◆ **Assignment**
Search the listing below for the line containing "filename src/command/stack.rs". From there through the line containing "pub struct CommandStack<C>", transcribe every line exactly, both ends included.

◆ **Source data**
■ ■ ■ ■ ■
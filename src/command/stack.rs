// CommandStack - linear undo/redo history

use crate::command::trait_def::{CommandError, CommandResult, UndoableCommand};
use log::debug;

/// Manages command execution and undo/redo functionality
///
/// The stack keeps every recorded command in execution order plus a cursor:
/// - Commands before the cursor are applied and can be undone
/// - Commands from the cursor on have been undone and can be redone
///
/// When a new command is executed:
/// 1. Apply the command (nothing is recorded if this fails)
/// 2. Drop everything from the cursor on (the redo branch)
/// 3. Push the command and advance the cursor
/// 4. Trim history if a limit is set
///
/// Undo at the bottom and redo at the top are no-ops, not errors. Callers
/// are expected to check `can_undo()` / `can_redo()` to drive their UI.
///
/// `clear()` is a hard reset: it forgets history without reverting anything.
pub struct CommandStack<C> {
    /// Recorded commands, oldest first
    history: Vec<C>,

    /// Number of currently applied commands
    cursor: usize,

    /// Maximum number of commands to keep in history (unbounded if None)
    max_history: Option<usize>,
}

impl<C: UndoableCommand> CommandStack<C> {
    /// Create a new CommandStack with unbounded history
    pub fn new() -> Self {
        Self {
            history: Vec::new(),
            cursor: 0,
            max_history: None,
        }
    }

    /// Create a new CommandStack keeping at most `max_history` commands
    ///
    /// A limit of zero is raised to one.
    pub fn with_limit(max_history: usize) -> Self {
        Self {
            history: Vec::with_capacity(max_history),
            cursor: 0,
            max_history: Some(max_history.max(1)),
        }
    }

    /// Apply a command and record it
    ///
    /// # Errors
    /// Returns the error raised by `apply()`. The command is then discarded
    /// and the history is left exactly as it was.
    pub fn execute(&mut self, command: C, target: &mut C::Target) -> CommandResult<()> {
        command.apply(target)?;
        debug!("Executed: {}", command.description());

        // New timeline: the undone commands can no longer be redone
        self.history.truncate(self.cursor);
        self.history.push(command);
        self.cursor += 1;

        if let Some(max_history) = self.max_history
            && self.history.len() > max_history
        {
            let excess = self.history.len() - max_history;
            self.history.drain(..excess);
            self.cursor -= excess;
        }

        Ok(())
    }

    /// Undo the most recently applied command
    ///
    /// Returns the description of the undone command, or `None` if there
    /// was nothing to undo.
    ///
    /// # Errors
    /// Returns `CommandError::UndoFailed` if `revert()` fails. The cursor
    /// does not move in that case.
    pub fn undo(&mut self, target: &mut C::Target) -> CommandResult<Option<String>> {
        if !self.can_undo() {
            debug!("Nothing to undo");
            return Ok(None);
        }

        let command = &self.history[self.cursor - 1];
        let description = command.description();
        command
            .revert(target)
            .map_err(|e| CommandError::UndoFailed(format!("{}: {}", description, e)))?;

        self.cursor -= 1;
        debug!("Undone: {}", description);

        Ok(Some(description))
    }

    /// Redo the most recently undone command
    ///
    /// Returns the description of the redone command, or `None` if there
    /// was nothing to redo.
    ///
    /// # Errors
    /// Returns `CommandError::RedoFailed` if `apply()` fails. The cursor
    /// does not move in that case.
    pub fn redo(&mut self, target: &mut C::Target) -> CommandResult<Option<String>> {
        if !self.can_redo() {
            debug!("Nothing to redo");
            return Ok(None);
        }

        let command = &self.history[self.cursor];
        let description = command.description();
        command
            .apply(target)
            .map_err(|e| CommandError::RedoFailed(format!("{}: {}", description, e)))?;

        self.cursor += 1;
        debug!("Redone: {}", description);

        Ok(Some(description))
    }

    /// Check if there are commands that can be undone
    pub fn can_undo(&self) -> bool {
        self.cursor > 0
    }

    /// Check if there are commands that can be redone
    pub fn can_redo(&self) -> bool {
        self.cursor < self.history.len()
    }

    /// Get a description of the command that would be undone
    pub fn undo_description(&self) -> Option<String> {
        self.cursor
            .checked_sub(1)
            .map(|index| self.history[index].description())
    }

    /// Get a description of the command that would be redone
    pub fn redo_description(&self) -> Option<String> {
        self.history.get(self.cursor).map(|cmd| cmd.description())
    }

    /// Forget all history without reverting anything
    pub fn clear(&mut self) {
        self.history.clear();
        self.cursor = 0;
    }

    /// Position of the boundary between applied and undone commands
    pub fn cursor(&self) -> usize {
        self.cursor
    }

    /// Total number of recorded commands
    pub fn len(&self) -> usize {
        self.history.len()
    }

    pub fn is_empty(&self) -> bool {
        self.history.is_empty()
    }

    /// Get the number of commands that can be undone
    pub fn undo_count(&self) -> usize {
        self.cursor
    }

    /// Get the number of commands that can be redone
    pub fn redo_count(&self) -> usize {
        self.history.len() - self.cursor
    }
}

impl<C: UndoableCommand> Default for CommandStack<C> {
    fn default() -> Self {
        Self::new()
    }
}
■ ■ ■ ■ ■
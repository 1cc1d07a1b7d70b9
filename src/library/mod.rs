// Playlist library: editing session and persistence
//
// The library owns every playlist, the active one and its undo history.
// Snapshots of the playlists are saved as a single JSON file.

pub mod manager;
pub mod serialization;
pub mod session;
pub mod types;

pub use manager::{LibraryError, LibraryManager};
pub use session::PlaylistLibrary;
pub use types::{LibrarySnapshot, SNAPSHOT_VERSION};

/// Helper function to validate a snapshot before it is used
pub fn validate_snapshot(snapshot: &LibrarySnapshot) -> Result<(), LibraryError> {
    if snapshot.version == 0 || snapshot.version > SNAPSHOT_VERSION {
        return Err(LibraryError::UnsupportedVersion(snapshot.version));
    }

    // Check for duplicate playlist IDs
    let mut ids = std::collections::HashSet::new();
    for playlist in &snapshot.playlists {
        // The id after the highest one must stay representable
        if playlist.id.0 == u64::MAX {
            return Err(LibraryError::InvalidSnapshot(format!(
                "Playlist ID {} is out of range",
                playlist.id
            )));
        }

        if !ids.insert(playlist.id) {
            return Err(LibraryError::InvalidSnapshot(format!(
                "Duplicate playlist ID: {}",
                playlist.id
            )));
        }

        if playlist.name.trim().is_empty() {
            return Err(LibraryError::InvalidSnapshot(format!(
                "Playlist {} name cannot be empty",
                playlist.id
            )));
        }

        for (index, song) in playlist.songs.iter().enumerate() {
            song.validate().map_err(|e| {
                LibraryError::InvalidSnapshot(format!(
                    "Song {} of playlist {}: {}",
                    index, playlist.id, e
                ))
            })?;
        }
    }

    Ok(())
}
■ ■ ■ ■ ■
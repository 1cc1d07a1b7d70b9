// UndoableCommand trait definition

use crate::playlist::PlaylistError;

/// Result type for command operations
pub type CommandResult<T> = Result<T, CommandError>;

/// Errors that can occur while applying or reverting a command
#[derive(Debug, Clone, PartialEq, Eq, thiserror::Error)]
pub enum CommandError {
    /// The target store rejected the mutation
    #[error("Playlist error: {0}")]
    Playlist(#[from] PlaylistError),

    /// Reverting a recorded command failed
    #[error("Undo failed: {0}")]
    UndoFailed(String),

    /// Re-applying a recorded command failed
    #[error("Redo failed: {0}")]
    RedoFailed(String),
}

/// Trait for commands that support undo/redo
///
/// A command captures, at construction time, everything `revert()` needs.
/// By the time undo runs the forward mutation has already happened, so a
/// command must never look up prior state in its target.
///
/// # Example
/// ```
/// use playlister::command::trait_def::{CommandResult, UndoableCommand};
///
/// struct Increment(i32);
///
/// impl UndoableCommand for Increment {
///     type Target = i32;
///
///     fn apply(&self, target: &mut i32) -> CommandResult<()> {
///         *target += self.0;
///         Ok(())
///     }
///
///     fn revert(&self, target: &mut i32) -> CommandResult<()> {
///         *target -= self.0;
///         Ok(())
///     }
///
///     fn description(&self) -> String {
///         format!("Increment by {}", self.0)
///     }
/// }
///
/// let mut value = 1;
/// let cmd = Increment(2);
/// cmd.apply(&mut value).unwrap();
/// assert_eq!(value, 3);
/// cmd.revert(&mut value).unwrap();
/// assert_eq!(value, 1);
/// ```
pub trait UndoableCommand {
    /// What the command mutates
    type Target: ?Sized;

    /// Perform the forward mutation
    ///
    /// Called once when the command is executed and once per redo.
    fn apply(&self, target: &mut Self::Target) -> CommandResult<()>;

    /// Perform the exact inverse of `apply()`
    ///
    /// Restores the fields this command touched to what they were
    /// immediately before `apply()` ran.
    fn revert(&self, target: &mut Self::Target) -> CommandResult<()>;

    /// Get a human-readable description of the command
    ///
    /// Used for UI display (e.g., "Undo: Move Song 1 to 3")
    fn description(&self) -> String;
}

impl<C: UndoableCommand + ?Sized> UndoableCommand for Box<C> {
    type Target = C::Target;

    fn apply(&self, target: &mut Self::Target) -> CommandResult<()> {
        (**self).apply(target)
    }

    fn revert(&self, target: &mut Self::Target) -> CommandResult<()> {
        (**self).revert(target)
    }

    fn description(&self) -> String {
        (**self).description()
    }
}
■ ■ ■ ■ ■
◆ **Answer section**
filename src/command/stack.rs
// CommandStack - linear undo/redo history

use crate::command::trait_def::{CommandError, CommandResult, UndoableCommand};
use log::debug;

/// Manages command execution and undo/redo functionality
///
/// The stack keeps every recorded command in execution order plus a cursor:
/// - Commands before the cursor are applied and can be undone
/// - Commands from the cursor on have been undone and can be redone
///
/// When a new command is executed:
/// 1. Apply the command (nothing is recorded if this fails)
/// 2. Drop everything from the cursor on (the redo branch)
/// 3. Push the command and advance the cursor
/// 4. Trim history if a limit is set
///
/// Undo at the bottom and redo at the top are no-ops, not errors. Callers
/// are expected to check `can_undo()` / `can_redo()` to drive their UI.
///
/// `clear()` is a hard reset: it forgets history without reverting anything.
pub struct CommandStack<C> {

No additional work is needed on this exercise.